===== Data in this exercise

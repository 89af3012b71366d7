//! API middleware

use axum::{
    body::Body,
    extract::State,
    http::{header, Request},
    middleware::Next,
    response::{IntoResponse, Response},
};
use std::time::Instant;
use tracing::{info, warn};

use app_lifecycle::Caller;

use crate::error::ApiError;
use crate::AppState;

/// Authentication middleware
///
/// Validates the bearer token and stores the resolved [`Caller`] in the
/// request extensions.
pub async fn auth_middleware(State(state): State<AppState>, mut request: Request<Body>, next: Next) -> Response {
    let token = request
        .headers()
        .get(header::AUTHORIZATION)
        .and_then(|h| h.to_str().ok())
        .and_then(|h| h.strip_prefix("Bearer "));

    let Some(token) = token else {
        warn!("Missing or invalid Authorization header");
        return ApiError::Unauthorized.into_response();
    };

    match crate::auth::validate_token(token, &state.config.jwt_secret) {
        Ok(claims) => {
            request.extensions_mut().insert(claims.caller());
            next.run(request).await
        }
        Err(e) => {
            warn!(error = %e, "Token validation failed");
            ApiError::Unauthorized.into_response()
        }
    }
}

/// Audit logging middleware
///
/// Runs inside authentication so the caller is known.
pub async fn audit_middleware(request: Request<Body>, next: Next) -> Response {
    let method = request.method().clone();
    let uri = request.uri().clone();
    let caller = request.extensions().get::<Caller>().copied();

    let start = Instant::now();
    let response = next.run(request).await;

    info!(
        method = %method,
        uri = %uri,
        user = %caller.map_or_else(|| "anonymous".to_string(), |c| c.user_id.to_string()),
        role = %caller.map_or_else(|| "-".to_string(), |c| c.role.to_string()),
        status = response.status().as_u16(),
        duration_ms = start.elapsed().as_millis() as u64,
        "API request"
    );

    response
}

==========

-- What you will do --
Above are the records; repeat exactly the lines from the one holding "use crate::error::ApiError;" down to the one holding "or invalid Authorization", end lines included.

-- Your solution --
use crate::error::ApiError;
use crate::AppState;

/// Authentication middleware
///
/// Validates the bearer token and stores the resolved [`Caller`] in the
/// request extensions.
pub async fn auth_middleware(State(state): State<AppState>, mut request: Request<Body>, next: Next) -> Response {
    let token = request
        .headers()
        .get(header::AUTHORIZATION)
        .and_then(|h| h.to_str().ok())
        .and_then(|h| h.strip_prefix("Bearer "));

    let Some(token) = token else {
        warn!("Missing or invalid Authorization header");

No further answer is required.